Filipinos, like many people around the world, are generally bargain hunters. Many times, we even buy things we don’t actually need just because we got them on sale. Sadly, the same attitude is prevalent when availing of supposedly “bargain prices” for the medicines we take.
Many are made to believe that these medicines are real but cheap because they’re manufactured in countries like India or Pakistan where the cost of medicines is only a fraction of the cost here. Little do they suspect they’re buying counterfeit medicines which may be no better than placebos or so-called dummy pills, because they’re totally ineffective, and possibly unsafe, too.
This situation may not be so life-threatening if one is taking a medicine for indications like skin whitening, or say, erectile dysfunction or impotence (although the frustration can also be disastrously damaging to one’s mental health), but if one were relying on the drug to protect him from a serious medical problem like a very high blood pressure, severe heart disease or a life-threatening infection, then the problem of counterfeit medicines can really be a serious issue.
Recurrent problem
Counterfeit medicines have been a recurrent problem in the Philippines and in other countries wherein patients and end-users are accustomed to buying their medicines even without a doctor’s prescription, and from sources which make them believe they’re getting the real medicine for a much-reduced price.
From the naked eye’s point of view, the look of the product including the packaging is like the real thing. But that’s where the similarity stops. The actual ingredient and the quality with which the product was manufactured are much different. “It’s hard for consumers to determine what’s real and what’s fake,” said Scott Davis of Pfizer, during a recent media forum on this problem.
According to the Philippine Food and Drug Administration (PhilFDA), antihypertensive and anticholesterol drugs, medicines for erectile dysfunction, steroid preparations and antibiotics are the commonly counterfeited drugs in the country that are being sold even in some licensed drugstores.

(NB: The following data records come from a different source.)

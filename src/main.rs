//! Maze Ball entry point
//!
//! Handles platform-specific initialization and runs the game loop.

#[cfg(target_arch = "wasm32")]
use wasm_bindgen::prelude::*;

#[cfg(target_arch = "wasm32")]
#[wasm_bindgen(start)]
pub fn wasm_main() {
    console_error_panic_hook::set_once();
    if console_log::init_with_level(log::Level::Info).is_err() {
        web_sys::console::warn_1(&"Logger already initialized".into());
    }

    log::info!("Maze Ball starting...");
    if let Err(e) = maze_ball::platform::web::run() {
        log::error!("Failed to start: {}", e);
    }
}

#[cfg(target_arch = "wasm32")]
fn main() {
    // WASM entry point is wasm_main, this is just to satisfy the compiler
}

/// Ticks to simulate headless (10 seconds at 60 Hz)
#[cfg(not(target_arch = "wasm32"))]
const HEADLESS_TICKS: u32 = 600;

#[cfg(not(target_arch = "wasm32"))]
fn main() {
    env_logger::init();
    log::info!("Maze Ball (native) starting...");
    log::info!("Native mode is headless - build for wasm32 to play in the browser");

    if let Err(e) = run_headless() {
        log::error!("{}", e);
        std::process::exit(1);
    }
}

/// Generate a maze from optional JSON settings (first argument), print it,
/// and let the ball roll for a few seconds
#[cfg(not(target_arch = "wasm32"))]
fn run_headless() -> maze_ball::Result<()> {
    use maze_ball::engine::{BodyLabel, Engine, World};
    use maze_ball::{MazeError, Session, Settings};
    use rand::SeedableRng;
    use rand_pcg::Pcg32;

    let settings = match std::env::args().nth(1) {
        Some(path) => {
            let json = std::fs::read_to_string(&path)
                .map_err(|e| MazeError::InvalidConfig(format!("{path}: {e}")))?;
            log::info!("Loaded settings from {}", path);
            Settings::from_json(&json)?
        }
        None => Settings::default(),
    };

    let seed = std::time::SystemTime::now()
        .duration_since(std::time::UNIX_EPOCH)
        .map(|d| d.as_millis() as u64)
        .unwrap_or_default();
    let mut session = Session::start(settings, World::new(), &mut Pcg32::seed_from_u64(seed))?;

    println!("{}", session.topology());
    println!("seed: {}", session.seed());

    for _ in 0..HEADLESS_TICKS {
        session.step()?;
    }

    let world = session.engine();
    log::info!(
        "After {} ticks: phase {:?}, ball at {:?}, {} walls",
        world.ticks(),
        session.phase(),
        world.body(session.actor()).map(|b| b.position),
        world.bodies_with_label(BodyLabel::Wall).len()
    );
    Ok(())
}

The peddlers of these counterfeit products are not only opportunists but ruthless criminals as well. It is likely that they have indirectly killed a lot of patients who thought they were taking real medicines. How many patients may have succumbed to a stroke or heart attack because of the ineffective drugs they have been taking to control their hypertension and high cholesterol? How many patients may have died from progression of their infection because of inadequate content of their antibiotic preparations? These patients have been deprived of the benefits and protection of the drugs they were prescribed. And how many patients may have developed serious adverse reactions due to the substandard ingredients used in manufacturing the fake drugs?
We have existing laws that sanction those who manufacture counterfeit drugs, but the penalties are not heavy enough to discourage these criminals. They’ll willingly pay the few hundred thousands of penalty and risk being put in prison for six months to a few years with the prospect of earning hundreds of millions with several container vans of counterfeit medicines manufactured in other countries and brought here for distribution. The sad part of it all is that according to a PhilFDA representative, no one has ever been convicted in the country so far because of counterfeit medicines. It would be no wonder if these counterfeit criminals would consider countries like the Philippines a haven for them.
Public info campaign
There must be a united front against counterfeit medicines. There must be a public information campaign to draw awareness to the problem and doctors must educate their patients about the hazards of being deceived by those who tell them they can supply their essential medicines at a much lower cost.
The public should also be warned about unscrupulous Internet sources, dubbed as the counterfeit drugs’ “transit network.” They usually have attractively designed websites with authoritative looking professionals pretending to be doctors, advertising certain products.
Cases of suspicious counterfeit sources must be reported to the PhilFDA which must make sure its lack of manpower is not an obstacle that prevents it from acting promptly to investigate alongside other government agencies with police powers these illegal sources.
Our legislators should also review our laws against counterfeit medicines and give them more teeth that can send shivering signals to those who may consider peddling counterfeit medicines as a lucrative source of business with a modest risk of penalty.
When patients die from their serious medical condition, it’s bad enough but when they die because they failed to be protected by the medicines they were supposed to take, there’s no reason good enough in a sane world to explain it.